_Available data_:
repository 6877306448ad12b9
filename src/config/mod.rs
/// Database configuration and connection management
pub mod database;

/// Application settings loading from config.toml and environment
pub mod settings;

pub use settings::{AppConfig, load_app_configuration};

_Work item_:
Your task is to output the material above exactly.

_Exercise result_:
repository 6877306448ad12b9
filename src/config/mod.rs
/// Database configuration and connection management
pub mod database;

/// Application settings loading from config.toml and environment
pub mod settings;

pub use settings::{AppConfig, load_app_configuration};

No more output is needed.